Everything was definitely smaller – or well, that's how it seemed anyway. Doorways, credenzas, even vases seemed miniaturized by the version her memory had clung to. Perhaps that was the way memories were stored – tucked away in the corners of her mind where newer, fresher experiences fought for space, squeezing the older pictures until they became miniaturized. Aly thought she was lucky to see anything around her at all. This was not the happy visit she had fantasized so often aloud to her own children.

Why had she taken so long to return? Aly didn't know the answer. Perhaps there was not a single phrase that summed it up. On several occasions, he had told her that time gained momentum with years, but she had never believed him. The phenomenon might be something she could only understand by the direct experience that came with age. She knew now that it was absolutely true, and yet, she had been so wrapped up in her life that she'd not even noticed.

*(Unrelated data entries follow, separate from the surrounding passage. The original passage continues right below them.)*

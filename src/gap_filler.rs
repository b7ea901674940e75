use crate::all::*;

// Fit degree over the samples on both sides of a gap.
const FILL_DEGREE: usize = 2;

// Closes short gaps between successive fragments sharing a name, using a
// polynomial fit to samples on both sides of each gap.
pub struct GapFiller {
  // Frames.
  max_gap: i64,
  max_sample: usize,
}

impl GapFiller {
  pub fn new(max_gap: i64, max_sample: usize) -> GapFiller {
    GapFiller {
      max_gap,
      // A fit needs at least one sample from each side.
      max_sample: usize::max(max_sample, 1),
    }
  }

  // Converts seconds to whole frames, rounding down.
  pub fn from_times(max_gap_time: f64, max_sample_time: f64, frame_rate: f64) -> GapFiller {
    GapFiller::new(
      (frame_rate * max_gap_time).floor() as i64,
      (frame_rate * max_sample_time).floor() as usize,
    )
  }

  // Returns the number of joins. Overlapping same-named fragments are an
  // error, detected before anything is modified.
  pub fn process(
    &self,
    track_set: &mut TrackSet,
    passthrough: &Passthrough,
    progress: &mut dyn Progress,
  ) -> std::result::Result<usize, ProcessingError> {
    let groups: Vec<Vec<FragmentId>> = track_set.group_by_name().into_iter()
      .filter(|(name, _)| !passthrough.matches(name))
      .map(|(_, ids)| sorted_by_begin_frame(track_set, ids))
      .collect();

    for ids in &groups {
      check_overlaps(track_set, ids)?;
    }

    let mut joins = 0;
    for (i, ids) in groups.iter().enumerate() {
      progress.report(100. * i as f64 / groups.len() as f64);
      joins += self.fill_group(track_set, ids);
    }
    progress.report(100.);
    info!("Filled {} gaps, {} fragments remain.", joins, track_set.len());
    Ok(joins)
  }

  fn fill_group(&self, track_set: &mut TrackSet, ids: &[FragmentId]) -> usize {
    let mut joins = 0;
    let mut t0 = ids[0];
    for &t in &ids[1..] {
      let (gap, gap_points) = {
        let f0 = track_set.get(t0).expect("Grouped fragment must exist.");
        let f = track_set.get(t).expect("Grouped fragment must exist.");
        let gap = f0.gap_to(f);
        if gap > self.max_gap {
          t0 = t;
          continue;
        }
        (gap, self.interpolate(f0, f, gap))
      };
      let f = track_set.remove(t).expect("Grouped fragment must exist.");
      let f0 = track_set.get_mut(t0).expect("Grouped fragment must exist.");
      debug!("Joining {} frames {}..{} and {}..{}, gap {}.",
        f0.name, f0.begin_frame, f0.end_frame(), f.begin_frame, f.end_frame(), gap);
      f0.points.extend(gap_points);
      f0.points.extend(f.points);
      joins += 1;
    }
    joins
  }

  // Points for the `gap` frames between `a` and `b`.
  fn interpolate(&self, a: &Fragment, b: &Fragment, gap: i64) -> Vec<Point> {
    if gap <= 0 { return vec![] }
    let from = &a.points[a.points.len() - usize::min(a.points.len(), self.max_sample)..];
    let to = &b.points[..usize::min(b.points.len(), self.max_sample)];
    let mut times: Vec<f64> = (0..from.len()).map(|i| i as f64).collect();
    times.extend((0..to.len()).map(|i| (from.len() as i64 + gap + i as i64) as f64));
    let samples: Vec<Point> = from.iter().chain(to.iter()).copied().collect();
    let p = Polynomial::fit(&times, &samples, FILL_DEGREE);
    (0..gap).map(|i| p.eval((from.len() as i64 + i) as f64)).collect()
  }
}

fn sorted_by_begin_frame(track_set: &TrackSet, mut ids: Vec<FragmentId>) -> Vec<FragmentId> {
  ids.sort_by_key(|&id| track_set.get(id).map(|f| f.begin_frame));
  ids
}

fn check_overlaps(track_set: &TrackSet, ids: &[FragmentId]) -> std::result::Result<(), ProcessingError> {
  for pair in ids.windows(2) {
    let (Some(a), Some(b)) = (track_set.get(pair[0]), track_set.get(pair[1])) else { continue };
    let gap = a.gap_to(b);
    if gap < 0 {
      return Err(ProcessingError::Overlap {
        name: a.name.clone(),
        frame: b.begin_frame,
        overlap: -gap,
      });
    }
  }
  Ok(())
}

#[cfg(test)]
mod tests {
  use super::*;

  fn parabola(name: &str, begin_frame: i64, n: usize) -> Fragment {
    let points = (0..n).map(|i| {
      let t = (begin_frame + i as i64) as f64;
      Point::new(t, 0.1 * t * t, -t)
    }).collect();
    Fragment::new(name.to_string(), begin_frame, points)
  }

  fn lens(track_set: &TrackSet) -> Vec<(String, i64, usize)> {
    let mut v: Vec<_> = track_set.fragments()
      .map(|f| (f.name.clone(), f.begin_frame, f.num_frames()))
      .collect();
    v.sort();
    v
  }

  #[test]
  fn test_fill_quadratic() {
    let mut s = TrackSet::from_fragments(vec![parabola("a", 0, 10), parabola("a", 14, 10)]);
    let joins = GapFiller::new(5, 5).process(&mut s, &Passthrough::default(), &mut NoProgress).unwrap();
    assert_eq!(joins, 1);
    let f = s.fragments().next().unwrap();
    assert_eq!(f.num_frames(), 24);
    let expected = parabola("a", 0, 24);
    for (p, q) in f.points.iter().zip(expected.points.iter()) {
      assert!((p - q).norm() < 1e-6);
    }
  }

  #[test]
  fn test_gap_boundary() {
    let mut s = TrackSet::from_fragments(vec![parabola("a", 0, 5), parabola("a", 8, 5)]);
    GapFiller::new(3, 5).process(&mut s, &Passthrough::default(), &mut NoProgress).unwrap();
    assert_eq!(lens(&s), vec![("a".to_string(), 0, 13)]);

    let mut s = TrackSet::from_fragments(vec![parabola("a", 0, 5), parabola("a", 9, 5)]);
    GapFiller::new(3, 5).process(&mut s, &Passthrough::default(), &mut NoProgress).unwrap();
    assert_eq!(lens(&s), vec![("a".to_string(), 0, 5), ("a".to_string(), 9, 5)]);
  }

  #[test]
  fn test_from_times() {
    let filler = GapFiller::from_times(0.2, 0.05, 100.);
    assert_eq!(filler.max_gap, 20);
    assert_eq!(filler.max_sample, 5);
    assert_eq!(GapFiller::from_times(0.2, 0., 100.).max_sample, 1);
  }

  #[test]
  fn test_overlap_is_error() {
    let fragments = vec![parabola("a", 0, 10), parabola("a", 8, 10), parabola("b", 0, 3), parabola("b", 3, 3)];
    let mut s = TrackSet::from_fragments(fragments.clone());
    let err = GapFiller::new(5, 5).process(&mut s, &Passthrough::default(), &mut NoProgress).unwrap_err();
    assert_eq!(err, ProcessingError::Overlap { name: "a".to_string(), frame: 8, overlap: 2 });
    assert!(err.to_string().contains("consolidate"));
    // Nothing was joined, not even the valid group.
    assert_eq!(s.into_fragments(), fragments);
  }

  #[test]
  fn test_chain_and_names() {
    let mut s = TrackSet::from_fragments(vec![
      parabola("a", 20, 5),
      parabola("a", 0, 5),
      parabola("a", 5, 5),
      parabola("a", 11, 5),
      parabola("b", 7, 5),
      parabola("Hd1", 0, 5),
      parabola("Hd1", 6, 5),
    ]);
    let passthrough = Passthrough::new(vec!["Hd".to_string()]);
    let joins = GapFiller::new(2, 3).process(&mut s, &passthrough, &mut NoProgress).unwrap();
    assert_eq!(joins, 2);
    assert_eq!(lens(&s), vec![
      ("Hd1".to_string(), 0, 5),
      ("Hd1".to_string(), 6, 5),
      ("a".to_string(), 0, 16),
      ("a".to_string(), 20, 5),
      ("b".to_string(), 7, 5),
    ]);
  }

  #[test]
  fn test_two_samples_linear() {
    let mut s = TrackSet::from_fragments(vec![
      Fragment::new("a".to_string(), 0, vec![Point::new(0., 0., 0.)]),
      Fragment::new("a".to_string(), 4, vec![Point::new(4., 8., 0.)]),
    ]);
    GapFiller::new(3, 10).process(&mut s, &Passthrough::default(), &mut NoProgress).unwrap();
    let f = s.fragments().next().unwrap();
    assert_eq!(f.num_frames(), 5);
    assert!((f.points[2] - Point::new(2., 4., 0.)).norm() < 1e-9);
  }
}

The room was sunlit and airy. She stood staring at a sunbeam carrying a parade of dust particles toward the rumpled bed in the corner. Aly knew he was there, but she needed a moment to prepare. Her mind held a portrait of this beloved man as he looked years ago, and it was about to be shattered.

"Little Aly, is that you," cracked the frail voice. Her mental preparations faltered at the call of her name. She looked before she was ready. He was thin and pale, a pitiful shell of wrinkled flesh and fine gray hair – no longer the embodiment of strength and wisdom her father had always been to her. She flew to his bedside against her will and knelt there, giving in to tears she'd promised her devastated mother would not be shed in his presence. She smiled as she thought of what his response would have been to that anyway – never make promises you can't keep, Aly Girl; you'll feel foolish and those around you will think your word is worthless. How many times had she heard him say that? And with the question, she realized that this visit was one such broken promise. It should have come much, much sooner.

"Why Da?" The words were out of her mouth before she could stop them. Her mother's explanation had not quelled her desperation to have him in the world for longer. Why would he tell his talented healer wife not to do any more to put off the Black God? She knew her mother's violet eyes had shed buckets of salt water over his decision.

"All lives end, Aly," he answered in that weakened timbre – a last slip of wisdom from lips that had shared so much knowledge now engrained in her core. "I always did like things on my terms." Were it not for the feeble voice, she might have laughed at the irony. Instead, she made a choking cough and only cried harder.

A rough hand enfolded hers lightly and patted. In younger days his grip had been strong and commanding, now it was brittle. "I can't tell you not to cry, Aly Girl, but don't scrunch your face so when you do it. It makes your nose look huge." His hazel eyes held a smile that his tired face could not sustain. Still, it was enough to make her laugh – and laugh she did, one last time.